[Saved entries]
>>>
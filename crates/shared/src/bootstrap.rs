use tracing_subscriber::{layer::SubscriberExt, util::SubscriberInitExt};

/// Initialize dotenvy
pub fn init_env() {
    dotenvy::dotenv().ok();
}

/// Default `EnvFilter` directive for a service
#[must_use]
pub fn default_filter(service_name: &str) -> String {
    format!("info,{service_name}=debug")
}

/// Log file name for a service started at the current local time
#[must_use]
pub fn log_file_name(service_name: &str) -> String {
    let now = chrono::Local::now().format("%y-%m-%d-%H-%M-%S").to_string();
    format!("heartbeat-{service_name}.log.{now}.jsonl")
}

/// Initialize tracing with optional file logging
///
/// Console logs go to stderr; stdout is reserved for the service's own
/// output lines. When `LOG_DIR` is set, a JSON copy is written there and the
/// returned guard must be kept alive to flush it.
pub fn init_tracing(service_name: &str) -> Option<tracing_appender::non_blocking::WorkerGuard> {
    let env_filter = tracing_subscriber::EnvFilter::try_from_default_env()
        .unwrap_or_else(|_| default_filter(service_name).into());

    let stderr_layer = tracing_subscriber::fmt::layer()
        .with_target(true)
        .with_writer(std::io::stderr);

    let registry = tracing_subscriber::registry()
        .with(env_filter)
        .with(stderr_layer);

    match std::env::var("LOG_DIR") {
        Ok(log_dir) if !log_dir.is_empty() => {
            let file_appender =
                tracing_appender::rolling::never(&log_dir, log_file_name(service_name));
            let (non_blocking, guard) = tracing_appender::non_blocking(file_appender);

            let file_layer = tracing_subscriber::fmt::layer()
                .with_ansi(false)
                .with_writer(non_blocking)
                .json();

            registry.with(file_layer).init();
            tracing::debug!("File logging enabled in {}", log_dir);

            Some(guard)
        }
        _ => {
            registry.init();
            None
        }
    }
}

#[cfg(test)]
mod tests {
    use super::*;

    #[test]
    fn test_default_filter_enables_service_debug() {
        assert_eq!(default_filter("heartbeat"), "info,heartbeat=debug");
    }

    #[test]
    fn test_log_file_name_shape() {
        let name = log_file_name("heartbeat");
        assert!(name.starts_with("heartbeat-heartbeat.log."));
        assert!(name.ends_with(".jsonl"));
    }
}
<<<
• _THE TASK_
Only a word-for-word repetition of the lines from the one containing "logging enabled in" to the final line of the data above counts as the answer.

• _COMPLETED EXERCISE_
            tracing::debug!("File logging enabled in {}", log_dir);

            Some(guard)
        }
        _ => {
            registry.init();
            None
        }
    }
}

#[cfg(test)]
mod tests {
    use super::*;

    #[test]
    fn test_default_filter_enables_service_debug() {
        assert_eq!(default_filter("heartbeat"), "info,heartbeat=debug");
    }

    #[test]
    fn test_log_file_name_shape() {
        let name = log_file_name("heartbeat");
        assert!(name.starts_with("heartbeat-heartbeat.log."));
        assert!(name.ends_with(".jsonl"));
    }
}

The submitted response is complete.